# TASK
In the listing below, find each line containing "Number" and report it.

GIVEN DATA Block Start

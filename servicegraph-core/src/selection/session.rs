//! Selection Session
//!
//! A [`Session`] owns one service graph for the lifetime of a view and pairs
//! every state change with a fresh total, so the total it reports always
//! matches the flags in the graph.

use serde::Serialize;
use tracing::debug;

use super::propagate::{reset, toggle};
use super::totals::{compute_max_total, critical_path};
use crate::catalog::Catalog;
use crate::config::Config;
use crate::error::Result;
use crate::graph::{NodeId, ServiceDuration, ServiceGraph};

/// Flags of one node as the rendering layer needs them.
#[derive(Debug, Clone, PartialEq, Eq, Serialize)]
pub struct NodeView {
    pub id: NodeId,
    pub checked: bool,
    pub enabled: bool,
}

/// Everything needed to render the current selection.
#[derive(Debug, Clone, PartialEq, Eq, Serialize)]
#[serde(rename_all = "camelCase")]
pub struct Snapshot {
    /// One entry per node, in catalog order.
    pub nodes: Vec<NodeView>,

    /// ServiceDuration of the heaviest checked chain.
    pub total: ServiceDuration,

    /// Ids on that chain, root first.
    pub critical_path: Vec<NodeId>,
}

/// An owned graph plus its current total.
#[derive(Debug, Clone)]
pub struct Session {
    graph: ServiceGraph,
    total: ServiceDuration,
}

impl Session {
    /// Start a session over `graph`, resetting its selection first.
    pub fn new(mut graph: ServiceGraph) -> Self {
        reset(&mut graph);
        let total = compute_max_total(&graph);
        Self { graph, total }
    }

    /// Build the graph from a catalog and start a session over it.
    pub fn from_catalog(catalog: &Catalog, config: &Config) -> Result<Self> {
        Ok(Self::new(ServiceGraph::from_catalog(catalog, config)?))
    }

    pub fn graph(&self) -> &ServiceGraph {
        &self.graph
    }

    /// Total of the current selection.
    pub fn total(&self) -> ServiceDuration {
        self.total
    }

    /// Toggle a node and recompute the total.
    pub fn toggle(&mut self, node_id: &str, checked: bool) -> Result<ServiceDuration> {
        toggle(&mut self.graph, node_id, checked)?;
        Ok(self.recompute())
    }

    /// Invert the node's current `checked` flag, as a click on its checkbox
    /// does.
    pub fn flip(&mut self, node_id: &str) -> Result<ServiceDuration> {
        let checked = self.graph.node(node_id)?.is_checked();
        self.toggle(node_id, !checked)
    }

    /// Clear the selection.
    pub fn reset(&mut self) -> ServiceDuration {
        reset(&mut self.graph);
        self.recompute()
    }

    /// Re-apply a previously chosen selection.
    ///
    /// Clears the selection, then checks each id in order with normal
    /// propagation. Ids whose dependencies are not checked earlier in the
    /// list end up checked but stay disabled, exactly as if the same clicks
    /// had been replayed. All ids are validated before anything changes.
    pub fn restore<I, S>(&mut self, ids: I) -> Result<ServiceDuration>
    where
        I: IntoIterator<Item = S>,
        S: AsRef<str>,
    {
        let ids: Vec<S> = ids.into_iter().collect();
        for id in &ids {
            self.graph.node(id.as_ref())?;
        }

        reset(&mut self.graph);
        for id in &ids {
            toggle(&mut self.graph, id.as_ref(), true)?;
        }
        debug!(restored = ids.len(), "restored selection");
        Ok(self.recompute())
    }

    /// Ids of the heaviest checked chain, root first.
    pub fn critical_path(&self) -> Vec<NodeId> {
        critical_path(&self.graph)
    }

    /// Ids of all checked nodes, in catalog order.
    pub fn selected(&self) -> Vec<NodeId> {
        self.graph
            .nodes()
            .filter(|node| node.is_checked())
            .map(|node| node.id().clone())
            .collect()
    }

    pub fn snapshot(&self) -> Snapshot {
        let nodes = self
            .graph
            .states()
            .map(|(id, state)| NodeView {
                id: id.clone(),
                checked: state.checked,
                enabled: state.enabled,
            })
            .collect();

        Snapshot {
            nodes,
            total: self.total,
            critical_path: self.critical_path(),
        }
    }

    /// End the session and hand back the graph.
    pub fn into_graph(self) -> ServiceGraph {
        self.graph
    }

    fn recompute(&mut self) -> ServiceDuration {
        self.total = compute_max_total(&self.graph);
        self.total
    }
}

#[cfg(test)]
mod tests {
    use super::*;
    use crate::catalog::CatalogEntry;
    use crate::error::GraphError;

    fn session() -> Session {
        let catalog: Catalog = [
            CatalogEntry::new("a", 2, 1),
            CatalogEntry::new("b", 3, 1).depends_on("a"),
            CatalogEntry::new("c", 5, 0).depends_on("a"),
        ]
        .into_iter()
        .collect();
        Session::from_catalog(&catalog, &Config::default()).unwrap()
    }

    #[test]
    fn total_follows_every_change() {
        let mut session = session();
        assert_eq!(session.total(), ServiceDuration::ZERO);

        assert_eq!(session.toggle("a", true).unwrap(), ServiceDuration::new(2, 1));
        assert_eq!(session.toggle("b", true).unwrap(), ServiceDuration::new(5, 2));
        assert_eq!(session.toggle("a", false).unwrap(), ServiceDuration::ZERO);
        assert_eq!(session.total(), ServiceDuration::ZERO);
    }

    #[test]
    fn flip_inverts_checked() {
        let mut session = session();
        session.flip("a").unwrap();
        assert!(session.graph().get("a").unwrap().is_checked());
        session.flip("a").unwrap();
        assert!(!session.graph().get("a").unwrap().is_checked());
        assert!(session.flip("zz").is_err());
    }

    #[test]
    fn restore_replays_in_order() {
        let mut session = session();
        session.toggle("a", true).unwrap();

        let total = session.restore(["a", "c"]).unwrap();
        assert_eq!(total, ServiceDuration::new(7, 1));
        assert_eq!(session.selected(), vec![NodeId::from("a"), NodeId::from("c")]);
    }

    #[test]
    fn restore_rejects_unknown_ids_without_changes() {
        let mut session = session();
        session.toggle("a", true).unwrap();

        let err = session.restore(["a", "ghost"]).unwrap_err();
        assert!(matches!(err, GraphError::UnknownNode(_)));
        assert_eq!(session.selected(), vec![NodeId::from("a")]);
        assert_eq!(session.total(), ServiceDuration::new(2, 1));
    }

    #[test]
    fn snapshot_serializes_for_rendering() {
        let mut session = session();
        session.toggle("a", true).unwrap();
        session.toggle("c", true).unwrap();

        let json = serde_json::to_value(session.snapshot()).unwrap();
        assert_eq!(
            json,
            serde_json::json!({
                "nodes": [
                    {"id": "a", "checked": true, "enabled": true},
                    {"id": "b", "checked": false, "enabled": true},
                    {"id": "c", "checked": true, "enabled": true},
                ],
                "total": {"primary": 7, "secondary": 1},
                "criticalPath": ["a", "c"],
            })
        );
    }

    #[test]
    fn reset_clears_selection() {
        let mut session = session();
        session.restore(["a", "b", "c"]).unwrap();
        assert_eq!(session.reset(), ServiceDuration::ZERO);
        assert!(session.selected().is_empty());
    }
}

GIVEN DATA Block End
GIVEN DATA Block Start

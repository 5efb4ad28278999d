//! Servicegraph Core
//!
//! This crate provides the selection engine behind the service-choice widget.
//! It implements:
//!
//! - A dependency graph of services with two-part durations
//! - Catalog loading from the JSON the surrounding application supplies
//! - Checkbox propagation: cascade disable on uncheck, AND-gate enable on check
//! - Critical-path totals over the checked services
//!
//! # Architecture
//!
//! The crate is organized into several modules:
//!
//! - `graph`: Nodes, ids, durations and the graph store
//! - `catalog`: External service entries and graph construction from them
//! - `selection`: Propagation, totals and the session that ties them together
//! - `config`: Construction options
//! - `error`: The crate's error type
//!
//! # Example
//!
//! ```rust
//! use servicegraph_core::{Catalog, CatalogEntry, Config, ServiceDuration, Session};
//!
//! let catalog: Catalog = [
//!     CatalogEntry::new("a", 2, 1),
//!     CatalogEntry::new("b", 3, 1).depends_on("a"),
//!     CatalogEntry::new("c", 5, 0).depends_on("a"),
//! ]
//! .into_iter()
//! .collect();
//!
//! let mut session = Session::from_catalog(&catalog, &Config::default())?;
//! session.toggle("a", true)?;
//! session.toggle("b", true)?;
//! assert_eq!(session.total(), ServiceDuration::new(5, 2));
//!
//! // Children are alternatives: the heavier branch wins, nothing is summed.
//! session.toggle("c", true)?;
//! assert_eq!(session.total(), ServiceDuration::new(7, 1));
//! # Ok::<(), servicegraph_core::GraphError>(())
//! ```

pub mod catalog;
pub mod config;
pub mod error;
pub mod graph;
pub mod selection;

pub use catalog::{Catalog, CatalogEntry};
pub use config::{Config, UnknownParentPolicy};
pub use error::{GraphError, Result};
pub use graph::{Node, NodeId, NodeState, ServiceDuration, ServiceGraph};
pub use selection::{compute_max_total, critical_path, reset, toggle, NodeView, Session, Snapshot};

GIVEN DATA Block End
GIVEN DATA Block Start

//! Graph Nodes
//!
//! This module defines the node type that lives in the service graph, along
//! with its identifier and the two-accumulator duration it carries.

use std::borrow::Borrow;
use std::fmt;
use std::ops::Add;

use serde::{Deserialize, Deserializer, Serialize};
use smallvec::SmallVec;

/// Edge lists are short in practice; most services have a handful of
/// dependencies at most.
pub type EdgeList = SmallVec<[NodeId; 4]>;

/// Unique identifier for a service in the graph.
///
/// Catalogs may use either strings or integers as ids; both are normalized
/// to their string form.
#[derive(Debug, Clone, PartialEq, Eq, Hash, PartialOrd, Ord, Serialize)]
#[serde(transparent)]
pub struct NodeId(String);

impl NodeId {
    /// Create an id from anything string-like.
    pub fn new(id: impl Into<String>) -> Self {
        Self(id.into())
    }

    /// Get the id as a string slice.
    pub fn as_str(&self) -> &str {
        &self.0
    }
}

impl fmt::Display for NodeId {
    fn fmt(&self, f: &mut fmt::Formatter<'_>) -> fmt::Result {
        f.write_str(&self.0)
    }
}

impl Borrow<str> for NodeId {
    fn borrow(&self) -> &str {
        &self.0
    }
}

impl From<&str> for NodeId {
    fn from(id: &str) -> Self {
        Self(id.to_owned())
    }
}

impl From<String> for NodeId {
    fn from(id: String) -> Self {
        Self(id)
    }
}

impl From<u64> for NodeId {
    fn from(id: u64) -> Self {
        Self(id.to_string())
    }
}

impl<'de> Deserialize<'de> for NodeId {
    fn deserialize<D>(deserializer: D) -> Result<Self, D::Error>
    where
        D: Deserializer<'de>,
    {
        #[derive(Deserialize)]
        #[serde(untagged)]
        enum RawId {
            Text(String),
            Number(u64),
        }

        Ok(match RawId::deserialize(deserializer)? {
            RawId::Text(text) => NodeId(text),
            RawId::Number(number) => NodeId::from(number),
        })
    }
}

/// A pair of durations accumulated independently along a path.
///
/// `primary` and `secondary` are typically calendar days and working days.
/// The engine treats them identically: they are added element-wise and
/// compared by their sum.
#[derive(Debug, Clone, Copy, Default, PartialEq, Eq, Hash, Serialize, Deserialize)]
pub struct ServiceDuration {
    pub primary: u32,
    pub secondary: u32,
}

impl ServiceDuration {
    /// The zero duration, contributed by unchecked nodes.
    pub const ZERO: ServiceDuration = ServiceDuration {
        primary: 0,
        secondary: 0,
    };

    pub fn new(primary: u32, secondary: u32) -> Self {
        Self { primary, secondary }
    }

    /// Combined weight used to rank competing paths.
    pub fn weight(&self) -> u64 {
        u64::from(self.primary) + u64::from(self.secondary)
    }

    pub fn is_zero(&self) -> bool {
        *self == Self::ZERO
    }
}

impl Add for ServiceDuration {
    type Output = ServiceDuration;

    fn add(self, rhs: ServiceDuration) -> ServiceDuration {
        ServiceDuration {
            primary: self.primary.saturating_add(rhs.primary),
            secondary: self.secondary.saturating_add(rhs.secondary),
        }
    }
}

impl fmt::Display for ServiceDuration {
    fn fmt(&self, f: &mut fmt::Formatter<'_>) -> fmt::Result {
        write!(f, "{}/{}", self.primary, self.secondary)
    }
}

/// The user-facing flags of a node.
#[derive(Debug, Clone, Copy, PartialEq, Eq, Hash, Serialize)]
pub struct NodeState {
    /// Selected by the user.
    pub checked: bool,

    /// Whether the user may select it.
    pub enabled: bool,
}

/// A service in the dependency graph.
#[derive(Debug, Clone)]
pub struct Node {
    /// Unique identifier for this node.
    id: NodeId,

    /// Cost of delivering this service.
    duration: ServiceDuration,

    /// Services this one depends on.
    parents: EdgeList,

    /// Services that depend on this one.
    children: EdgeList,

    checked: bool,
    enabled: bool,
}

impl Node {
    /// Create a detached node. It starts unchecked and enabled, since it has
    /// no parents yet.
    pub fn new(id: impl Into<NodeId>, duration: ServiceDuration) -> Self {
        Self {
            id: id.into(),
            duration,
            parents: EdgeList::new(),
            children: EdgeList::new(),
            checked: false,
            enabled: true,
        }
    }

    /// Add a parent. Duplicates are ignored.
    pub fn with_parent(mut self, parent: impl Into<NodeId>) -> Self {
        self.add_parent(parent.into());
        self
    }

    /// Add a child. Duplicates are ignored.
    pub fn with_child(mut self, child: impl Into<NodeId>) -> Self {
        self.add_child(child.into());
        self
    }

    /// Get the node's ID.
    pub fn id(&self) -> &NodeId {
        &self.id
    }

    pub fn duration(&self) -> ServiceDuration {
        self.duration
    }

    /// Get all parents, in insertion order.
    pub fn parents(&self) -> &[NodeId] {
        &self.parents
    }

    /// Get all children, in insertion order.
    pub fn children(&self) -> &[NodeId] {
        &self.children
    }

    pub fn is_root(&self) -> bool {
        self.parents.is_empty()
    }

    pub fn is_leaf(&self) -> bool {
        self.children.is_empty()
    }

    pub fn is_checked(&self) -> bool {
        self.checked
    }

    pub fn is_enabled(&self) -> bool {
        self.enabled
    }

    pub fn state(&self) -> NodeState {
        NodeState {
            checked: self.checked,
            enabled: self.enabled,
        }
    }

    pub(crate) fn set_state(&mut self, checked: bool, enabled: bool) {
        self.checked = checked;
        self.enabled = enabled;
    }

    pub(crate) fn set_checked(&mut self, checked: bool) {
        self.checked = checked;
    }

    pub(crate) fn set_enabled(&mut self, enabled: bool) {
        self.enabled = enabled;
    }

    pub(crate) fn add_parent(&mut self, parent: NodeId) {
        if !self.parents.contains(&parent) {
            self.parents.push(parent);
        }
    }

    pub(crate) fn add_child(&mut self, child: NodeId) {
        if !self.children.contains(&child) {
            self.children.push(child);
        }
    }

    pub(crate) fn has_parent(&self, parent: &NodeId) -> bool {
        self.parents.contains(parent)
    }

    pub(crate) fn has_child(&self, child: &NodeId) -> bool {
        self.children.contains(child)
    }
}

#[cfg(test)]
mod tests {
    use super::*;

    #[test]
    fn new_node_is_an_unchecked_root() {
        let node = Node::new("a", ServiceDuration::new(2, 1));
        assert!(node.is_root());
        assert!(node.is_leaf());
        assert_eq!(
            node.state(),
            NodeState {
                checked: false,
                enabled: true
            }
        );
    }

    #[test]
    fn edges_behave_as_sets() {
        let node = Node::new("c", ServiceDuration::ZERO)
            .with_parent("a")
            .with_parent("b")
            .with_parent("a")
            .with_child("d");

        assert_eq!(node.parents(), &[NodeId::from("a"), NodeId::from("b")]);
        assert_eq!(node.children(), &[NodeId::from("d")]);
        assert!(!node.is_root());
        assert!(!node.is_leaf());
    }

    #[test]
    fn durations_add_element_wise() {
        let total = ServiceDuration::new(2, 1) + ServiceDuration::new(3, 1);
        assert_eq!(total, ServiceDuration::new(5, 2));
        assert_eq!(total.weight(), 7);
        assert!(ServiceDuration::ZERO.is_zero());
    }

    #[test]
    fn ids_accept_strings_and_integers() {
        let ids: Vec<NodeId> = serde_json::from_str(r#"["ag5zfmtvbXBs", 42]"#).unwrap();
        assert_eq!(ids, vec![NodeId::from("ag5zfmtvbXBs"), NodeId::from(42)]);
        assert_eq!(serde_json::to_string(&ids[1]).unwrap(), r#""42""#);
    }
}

GIVEN DATA Block End

# EXPECTED OUTPUT
            Number(u64),
            RawId::Number(number) => NodeId::from(number),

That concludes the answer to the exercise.